* [DESCRIPTION OF THE TASK]:
Among the entries below, one stretch runs from the line that contains "filename src/optimization/loglik_optimizer/mod.rs" through the line that contains "into the cost". Repeat that stretch exactly, ends included, and only that.

Items listed in a dataset:
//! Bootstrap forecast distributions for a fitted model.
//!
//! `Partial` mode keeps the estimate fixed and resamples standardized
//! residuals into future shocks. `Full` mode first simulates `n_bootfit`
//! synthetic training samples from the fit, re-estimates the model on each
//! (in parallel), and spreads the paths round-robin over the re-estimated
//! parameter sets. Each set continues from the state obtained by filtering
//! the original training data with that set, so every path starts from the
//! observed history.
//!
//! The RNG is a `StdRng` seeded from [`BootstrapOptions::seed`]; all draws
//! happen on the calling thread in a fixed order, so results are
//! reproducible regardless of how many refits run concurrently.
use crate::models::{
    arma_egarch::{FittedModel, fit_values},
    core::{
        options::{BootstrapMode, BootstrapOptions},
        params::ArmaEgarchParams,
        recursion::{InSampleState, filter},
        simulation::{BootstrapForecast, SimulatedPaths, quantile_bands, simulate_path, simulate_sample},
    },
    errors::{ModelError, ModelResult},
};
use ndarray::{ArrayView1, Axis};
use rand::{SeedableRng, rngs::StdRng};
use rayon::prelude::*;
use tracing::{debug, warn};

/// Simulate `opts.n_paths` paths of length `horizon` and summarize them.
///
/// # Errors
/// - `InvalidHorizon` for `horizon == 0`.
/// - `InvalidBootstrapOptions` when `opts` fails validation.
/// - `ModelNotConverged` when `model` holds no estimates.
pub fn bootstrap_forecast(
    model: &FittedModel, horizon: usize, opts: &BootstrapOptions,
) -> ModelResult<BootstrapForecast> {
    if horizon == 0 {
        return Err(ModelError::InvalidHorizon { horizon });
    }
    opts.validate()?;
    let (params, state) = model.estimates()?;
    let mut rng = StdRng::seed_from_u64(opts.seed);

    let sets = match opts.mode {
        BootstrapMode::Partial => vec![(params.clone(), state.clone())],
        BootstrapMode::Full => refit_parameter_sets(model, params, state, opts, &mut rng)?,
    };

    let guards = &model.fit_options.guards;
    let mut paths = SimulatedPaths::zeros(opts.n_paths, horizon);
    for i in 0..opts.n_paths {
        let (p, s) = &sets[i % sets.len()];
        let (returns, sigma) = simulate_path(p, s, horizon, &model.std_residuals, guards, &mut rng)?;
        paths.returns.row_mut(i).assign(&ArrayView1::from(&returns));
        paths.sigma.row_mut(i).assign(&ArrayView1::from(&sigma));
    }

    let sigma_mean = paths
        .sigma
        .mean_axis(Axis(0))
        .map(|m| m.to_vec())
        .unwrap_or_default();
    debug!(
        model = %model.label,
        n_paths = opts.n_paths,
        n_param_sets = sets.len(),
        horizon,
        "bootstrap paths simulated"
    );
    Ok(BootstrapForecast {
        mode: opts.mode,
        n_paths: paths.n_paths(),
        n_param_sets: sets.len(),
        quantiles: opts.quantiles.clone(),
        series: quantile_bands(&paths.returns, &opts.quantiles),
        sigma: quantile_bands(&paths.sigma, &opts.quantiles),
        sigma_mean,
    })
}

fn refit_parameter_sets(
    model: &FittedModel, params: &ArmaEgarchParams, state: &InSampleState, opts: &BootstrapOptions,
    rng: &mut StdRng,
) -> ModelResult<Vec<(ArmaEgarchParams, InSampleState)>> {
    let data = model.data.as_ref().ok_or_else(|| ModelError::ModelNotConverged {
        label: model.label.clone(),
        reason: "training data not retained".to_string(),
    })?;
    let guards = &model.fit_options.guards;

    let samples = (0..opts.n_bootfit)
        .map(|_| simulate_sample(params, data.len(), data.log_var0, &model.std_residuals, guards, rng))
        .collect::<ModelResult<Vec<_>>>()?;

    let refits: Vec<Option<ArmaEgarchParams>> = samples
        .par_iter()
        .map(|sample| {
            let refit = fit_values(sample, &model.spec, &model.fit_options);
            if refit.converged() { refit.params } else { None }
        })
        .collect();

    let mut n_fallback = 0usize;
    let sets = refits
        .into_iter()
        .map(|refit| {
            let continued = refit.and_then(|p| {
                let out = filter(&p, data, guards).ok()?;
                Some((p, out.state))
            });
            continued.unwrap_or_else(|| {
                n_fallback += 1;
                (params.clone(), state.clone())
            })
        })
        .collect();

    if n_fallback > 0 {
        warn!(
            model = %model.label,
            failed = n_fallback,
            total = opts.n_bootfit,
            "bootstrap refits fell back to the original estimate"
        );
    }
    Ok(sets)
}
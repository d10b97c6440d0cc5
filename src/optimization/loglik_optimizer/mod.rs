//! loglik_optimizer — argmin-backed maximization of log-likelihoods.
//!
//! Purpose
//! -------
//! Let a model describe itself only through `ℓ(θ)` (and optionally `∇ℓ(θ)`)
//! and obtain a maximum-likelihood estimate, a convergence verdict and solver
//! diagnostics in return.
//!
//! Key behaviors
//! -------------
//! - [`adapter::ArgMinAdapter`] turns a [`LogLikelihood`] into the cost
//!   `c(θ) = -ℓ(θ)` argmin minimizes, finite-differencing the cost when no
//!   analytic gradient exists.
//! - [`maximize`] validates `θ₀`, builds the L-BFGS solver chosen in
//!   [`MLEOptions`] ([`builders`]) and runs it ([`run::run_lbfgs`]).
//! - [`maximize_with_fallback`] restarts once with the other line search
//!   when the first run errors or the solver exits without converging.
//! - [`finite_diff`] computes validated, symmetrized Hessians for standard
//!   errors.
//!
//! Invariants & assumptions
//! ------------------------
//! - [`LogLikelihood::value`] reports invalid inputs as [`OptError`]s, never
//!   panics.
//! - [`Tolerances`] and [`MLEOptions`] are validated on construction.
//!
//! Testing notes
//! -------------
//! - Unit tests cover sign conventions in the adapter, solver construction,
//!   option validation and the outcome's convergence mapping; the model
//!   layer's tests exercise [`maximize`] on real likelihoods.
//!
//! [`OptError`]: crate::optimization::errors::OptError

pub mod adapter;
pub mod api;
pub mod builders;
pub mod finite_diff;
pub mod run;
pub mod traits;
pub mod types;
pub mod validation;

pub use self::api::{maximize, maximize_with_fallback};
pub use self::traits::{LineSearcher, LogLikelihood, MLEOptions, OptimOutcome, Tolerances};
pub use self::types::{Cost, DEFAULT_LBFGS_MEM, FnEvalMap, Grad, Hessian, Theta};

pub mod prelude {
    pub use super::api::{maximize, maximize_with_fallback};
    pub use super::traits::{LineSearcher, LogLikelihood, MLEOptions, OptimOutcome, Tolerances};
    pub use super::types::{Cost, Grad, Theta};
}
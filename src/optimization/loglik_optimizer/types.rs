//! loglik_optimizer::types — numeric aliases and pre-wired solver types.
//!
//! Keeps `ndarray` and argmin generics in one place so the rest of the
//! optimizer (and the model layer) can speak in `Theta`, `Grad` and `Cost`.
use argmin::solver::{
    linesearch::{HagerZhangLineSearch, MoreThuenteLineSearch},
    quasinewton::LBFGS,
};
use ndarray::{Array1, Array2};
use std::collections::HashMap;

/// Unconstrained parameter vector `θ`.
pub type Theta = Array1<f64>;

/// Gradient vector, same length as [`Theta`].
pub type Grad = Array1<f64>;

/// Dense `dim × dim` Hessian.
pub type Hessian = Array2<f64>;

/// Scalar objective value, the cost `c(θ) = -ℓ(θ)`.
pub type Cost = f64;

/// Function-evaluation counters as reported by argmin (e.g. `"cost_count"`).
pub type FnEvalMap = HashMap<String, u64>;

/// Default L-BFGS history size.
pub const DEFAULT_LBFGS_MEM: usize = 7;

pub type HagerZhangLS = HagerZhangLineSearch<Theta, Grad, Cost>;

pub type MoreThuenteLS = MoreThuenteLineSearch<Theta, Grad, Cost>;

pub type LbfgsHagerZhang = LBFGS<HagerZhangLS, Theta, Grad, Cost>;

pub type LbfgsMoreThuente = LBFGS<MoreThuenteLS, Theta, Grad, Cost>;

--

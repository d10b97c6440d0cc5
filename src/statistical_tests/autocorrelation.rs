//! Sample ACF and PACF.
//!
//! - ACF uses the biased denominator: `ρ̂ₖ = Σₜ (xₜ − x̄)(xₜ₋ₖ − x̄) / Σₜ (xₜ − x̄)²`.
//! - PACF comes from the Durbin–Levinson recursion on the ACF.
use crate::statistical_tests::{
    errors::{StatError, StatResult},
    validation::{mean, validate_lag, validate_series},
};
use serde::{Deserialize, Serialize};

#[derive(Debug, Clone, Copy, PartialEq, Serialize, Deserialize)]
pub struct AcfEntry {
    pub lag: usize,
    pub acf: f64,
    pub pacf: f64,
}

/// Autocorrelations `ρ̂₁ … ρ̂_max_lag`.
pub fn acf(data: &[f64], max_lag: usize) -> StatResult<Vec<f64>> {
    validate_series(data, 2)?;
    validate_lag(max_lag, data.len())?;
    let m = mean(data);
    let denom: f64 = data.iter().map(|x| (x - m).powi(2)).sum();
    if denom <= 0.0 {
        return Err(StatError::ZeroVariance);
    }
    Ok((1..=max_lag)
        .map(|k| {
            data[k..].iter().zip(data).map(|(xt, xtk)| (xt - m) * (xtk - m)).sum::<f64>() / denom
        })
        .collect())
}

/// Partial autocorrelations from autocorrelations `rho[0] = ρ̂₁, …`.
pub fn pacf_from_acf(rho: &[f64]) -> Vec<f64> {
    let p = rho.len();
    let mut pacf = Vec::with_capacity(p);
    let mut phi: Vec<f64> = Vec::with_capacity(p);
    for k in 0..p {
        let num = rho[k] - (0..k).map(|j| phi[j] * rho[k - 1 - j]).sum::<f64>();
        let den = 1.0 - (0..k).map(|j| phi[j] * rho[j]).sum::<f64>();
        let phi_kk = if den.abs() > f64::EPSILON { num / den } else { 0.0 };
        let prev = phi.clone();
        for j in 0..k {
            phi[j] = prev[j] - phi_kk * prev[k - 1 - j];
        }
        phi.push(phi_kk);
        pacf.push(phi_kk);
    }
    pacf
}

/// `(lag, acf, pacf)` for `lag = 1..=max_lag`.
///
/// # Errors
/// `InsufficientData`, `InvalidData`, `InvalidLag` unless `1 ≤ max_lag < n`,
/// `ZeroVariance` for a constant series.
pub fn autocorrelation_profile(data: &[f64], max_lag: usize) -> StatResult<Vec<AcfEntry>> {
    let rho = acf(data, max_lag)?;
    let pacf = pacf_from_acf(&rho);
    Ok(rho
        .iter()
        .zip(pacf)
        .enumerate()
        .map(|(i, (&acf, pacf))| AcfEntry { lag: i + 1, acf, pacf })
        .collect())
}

* [WORKED SOLUTION]:
filename src/optimization/loglik_optimizer/mod.rs
//! loglik_optimizer — argmin-backed maximization of log-likelihoods.
//!
//! Purpose
//! -------
//! Let a model describe itself only through `ℓ(θ)` (and optionally `∇ℓ(θ)`)
//! and obtain a maximum-likelihood estimate, a convergence verdict and solver
//! diagnostics in return.
//!
//! Key behaviors
//! -------------
//! - [`adapter::ArgMinAdapter`] turns a [`LogLikelihood`] into the cost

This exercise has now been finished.